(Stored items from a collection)
::::

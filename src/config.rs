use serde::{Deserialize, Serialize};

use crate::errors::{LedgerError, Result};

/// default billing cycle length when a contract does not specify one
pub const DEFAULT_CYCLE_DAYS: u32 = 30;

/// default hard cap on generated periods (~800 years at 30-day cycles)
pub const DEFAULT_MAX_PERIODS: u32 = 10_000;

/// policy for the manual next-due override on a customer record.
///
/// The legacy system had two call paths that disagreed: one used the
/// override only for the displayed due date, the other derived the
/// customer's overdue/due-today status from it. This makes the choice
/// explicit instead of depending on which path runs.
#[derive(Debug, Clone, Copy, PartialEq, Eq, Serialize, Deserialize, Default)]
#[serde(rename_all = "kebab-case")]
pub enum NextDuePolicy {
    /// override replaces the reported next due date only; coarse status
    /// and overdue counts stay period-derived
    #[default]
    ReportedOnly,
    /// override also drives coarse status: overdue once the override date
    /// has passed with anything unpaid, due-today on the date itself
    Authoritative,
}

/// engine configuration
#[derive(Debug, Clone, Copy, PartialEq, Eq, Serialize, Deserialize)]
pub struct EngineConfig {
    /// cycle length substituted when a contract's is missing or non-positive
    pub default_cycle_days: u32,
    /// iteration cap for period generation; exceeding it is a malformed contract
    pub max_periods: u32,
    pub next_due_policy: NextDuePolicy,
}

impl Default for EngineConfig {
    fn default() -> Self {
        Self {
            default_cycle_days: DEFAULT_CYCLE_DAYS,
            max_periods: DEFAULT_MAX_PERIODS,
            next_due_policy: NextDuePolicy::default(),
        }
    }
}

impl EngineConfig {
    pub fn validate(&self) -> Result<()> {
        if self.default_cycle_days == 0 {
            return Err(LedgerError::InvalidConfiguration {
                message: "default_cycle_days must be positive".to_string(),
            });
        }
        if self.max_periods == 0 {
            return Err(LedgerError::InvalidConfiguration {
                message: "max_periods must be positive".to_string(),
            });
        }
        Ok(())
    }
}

::::

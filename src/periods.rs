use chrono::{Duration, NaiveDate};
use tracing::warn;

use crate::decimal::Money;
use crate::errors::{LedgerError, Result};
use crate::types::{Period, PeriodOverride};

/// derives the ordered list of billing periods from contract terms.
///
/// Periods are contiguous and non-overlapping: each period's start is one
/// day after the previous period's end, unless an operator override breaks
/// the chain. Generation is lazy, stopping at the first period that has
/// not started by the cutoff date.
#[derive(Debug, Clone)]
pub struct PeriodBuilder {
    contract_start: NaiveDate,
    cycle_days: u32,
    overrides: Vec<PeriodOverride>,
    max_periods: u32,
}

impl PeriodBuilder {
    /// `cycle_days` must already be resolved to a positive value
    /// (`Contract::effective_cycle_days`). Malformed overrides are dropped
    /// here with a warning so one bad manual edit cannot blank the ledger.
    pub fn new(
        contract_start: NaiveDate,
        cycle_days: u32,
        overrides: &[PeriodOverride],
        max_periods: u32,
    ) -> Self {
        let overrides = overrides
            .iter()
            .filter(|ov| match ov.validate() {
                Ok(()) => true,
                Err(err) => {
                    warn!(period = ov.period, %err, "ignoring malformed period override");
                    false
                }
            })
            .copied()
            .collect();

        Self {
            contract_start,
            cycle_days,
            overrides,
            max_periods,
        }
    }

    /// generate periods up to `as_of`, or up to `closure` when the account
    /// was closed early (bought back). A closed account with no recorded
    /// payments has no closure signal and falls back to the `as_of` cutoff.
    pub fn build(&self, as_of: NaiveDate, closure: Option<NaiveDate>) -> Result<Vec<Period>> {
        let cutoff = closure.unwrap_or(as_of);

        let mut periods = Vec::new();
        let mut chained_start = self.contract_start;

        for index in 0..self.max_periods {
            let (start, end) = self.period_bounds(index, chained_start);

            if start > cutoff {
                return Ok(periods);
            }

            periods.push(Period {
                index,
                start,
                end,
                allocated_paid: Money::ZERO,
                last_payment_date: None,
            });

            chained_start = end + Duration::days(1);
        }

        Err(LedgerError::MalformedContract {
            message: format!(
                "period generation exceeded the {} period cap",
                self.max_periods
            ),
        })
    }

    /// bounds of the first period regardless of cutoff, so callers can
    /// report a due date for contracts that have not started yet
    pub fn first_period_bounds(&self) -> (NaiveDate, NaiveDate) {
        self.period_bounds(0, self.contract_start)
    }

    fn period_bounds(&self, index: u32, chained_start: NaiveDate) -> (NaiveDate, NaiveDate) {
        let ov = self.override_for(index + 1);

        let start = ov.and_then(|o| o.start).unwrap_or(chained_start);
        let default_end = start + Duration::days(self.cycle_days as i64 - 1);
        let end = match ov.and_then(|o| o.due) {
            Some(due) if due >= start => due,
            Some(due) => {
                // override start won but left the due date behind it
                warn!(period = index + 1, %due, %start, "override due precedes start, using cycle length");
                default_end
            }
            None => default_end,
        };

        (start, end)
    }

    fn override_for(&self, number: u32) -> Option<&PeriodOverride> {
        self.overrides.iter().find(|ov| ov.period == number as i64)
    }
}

::::

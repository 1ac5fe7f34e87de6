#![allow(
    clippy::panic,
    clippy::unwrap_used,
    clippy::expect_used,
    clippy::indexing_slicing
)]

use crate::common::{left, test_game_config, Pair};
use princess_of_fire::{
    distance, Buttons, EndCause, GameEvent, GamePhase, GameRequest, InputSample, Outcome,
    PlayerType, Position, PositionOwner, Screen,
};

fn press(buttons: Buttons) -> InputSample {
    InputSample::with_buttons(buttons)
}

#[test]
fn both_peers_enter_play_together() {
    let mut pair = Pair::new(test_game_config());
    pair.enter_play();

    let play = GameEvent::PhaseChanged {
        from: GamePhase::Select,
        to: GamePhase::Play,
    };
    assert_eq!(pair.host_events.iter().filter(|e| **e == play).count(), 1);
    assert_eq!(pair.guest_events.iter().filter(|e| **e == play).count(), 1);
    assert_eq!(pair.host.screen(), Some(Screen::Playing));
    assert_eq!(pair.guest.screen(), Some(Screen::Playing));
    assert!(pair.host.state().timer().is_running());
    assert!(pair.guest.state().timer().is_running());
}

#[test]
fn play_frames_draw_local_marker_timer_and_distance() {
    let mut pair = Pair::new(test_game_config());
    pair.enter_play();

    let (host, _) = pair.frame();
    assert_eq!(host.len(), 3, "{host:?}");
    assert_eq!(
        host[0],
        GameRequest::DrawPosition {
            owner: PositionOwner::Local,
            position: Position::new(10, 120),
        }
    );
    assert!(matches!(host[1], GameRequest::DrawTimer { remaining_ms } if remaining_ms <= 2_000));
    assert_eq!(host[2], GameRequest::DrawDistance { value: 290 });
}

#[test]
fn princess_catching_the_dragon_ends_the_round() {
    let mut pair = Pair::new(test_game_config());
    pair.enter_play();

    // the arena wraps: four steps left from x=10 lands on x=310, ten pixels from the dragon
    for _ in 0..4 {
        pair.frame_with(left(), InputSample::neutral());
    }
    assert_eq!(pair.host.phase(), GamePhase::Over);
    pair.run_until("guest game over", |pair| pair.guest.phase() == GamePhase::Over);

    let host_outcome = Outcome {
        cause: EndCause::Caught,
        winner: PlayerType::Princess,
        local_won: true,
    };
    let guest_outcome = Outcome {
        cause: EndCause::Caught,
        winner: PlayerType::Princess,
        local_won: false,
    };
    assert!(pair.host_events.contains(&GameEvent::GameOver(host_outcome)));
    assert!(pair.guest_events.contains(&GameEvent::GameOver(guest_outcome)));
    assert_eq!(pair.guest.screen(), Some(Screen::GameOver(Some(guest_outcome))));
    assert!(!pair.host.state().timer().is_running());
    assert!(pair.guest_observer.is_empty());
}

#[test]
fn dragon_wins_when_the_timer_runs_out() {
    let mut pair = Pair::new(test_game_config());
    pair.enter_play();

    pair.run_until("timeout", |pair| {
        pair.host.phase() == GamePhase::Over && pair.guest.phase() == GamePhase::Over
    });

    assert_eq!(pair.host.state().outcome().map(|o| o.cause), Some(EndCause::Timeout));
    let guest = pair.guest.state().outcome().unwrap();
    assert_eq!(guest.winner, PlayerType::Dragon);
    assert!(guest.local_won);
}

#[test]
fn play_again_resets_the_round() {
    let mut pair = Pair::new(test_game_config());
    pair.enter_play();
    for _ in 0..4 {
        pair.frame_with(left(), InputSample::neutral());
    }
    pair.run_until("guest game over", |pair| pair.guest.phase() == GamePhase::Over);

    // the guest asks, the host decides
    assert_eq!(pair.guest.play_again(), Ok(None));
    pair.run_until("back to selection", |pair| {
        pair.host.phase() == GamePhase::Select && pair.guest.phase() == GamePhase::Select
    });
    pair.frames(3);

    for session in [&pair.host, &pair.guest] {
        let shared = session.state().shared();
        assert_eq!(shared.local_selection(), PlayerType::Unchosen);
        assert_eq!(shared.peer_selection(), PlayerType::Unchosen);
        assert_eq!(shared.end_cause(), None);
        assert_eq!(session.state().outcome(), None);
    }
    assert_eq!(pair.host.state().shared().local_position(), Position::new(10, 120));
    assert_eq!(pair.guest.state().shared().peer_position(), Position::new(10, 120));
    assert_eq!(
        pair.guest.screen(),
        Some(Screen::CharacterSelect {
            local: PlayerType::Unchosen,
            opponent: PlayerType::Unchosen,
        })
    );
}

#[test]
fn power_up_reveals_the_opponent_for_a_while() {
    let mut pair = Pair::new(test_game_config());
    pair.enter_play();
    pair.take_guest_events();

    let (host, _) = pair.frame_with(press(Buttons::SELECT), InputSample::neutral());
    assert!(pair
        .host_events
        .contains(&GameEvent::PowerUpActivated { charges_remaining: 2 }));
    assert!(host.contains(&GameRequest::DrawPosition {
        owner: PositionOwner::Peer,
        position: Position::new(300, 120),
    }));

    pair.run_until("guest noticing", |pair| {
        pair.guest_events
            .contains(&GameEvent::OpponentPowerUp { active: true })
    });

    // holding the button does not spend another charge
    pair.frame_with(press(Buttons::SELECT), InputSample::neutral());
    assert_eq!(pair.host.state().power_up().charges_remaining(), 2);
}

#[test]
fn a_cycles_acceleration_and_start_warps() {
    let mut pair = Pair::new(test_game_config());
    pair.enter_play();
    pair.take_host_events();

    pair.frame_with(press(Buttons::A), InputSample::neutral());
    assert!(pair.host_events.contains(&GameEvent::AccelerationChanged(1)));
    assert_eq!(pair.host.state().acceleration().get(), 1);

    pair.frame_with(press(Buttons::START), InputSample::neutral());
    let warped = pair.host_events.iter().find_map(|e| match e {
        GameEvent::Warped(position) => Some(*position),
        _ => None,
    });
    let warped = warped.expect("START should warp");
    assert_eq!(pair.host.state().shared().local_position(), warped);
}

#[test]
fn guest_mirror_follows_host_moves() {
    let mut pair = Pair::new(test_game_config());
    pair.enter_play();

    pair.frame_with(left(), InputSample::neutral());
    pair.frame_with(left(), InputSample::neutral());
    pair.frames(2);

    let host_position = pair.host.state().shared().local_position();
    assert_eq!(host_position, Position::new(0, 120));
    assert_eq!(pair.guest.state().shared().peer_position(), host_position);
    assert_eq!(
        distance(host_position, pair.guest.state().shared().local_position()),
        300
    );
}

::::

■ GOAL OF THE EXERCISE:
From the lines above, copy those that contain the word "EngineConfig".

■ YOUR SOLUTION:
pub struct EngineConfig {
impl Default for EngineConfig {
impl EngineConfig {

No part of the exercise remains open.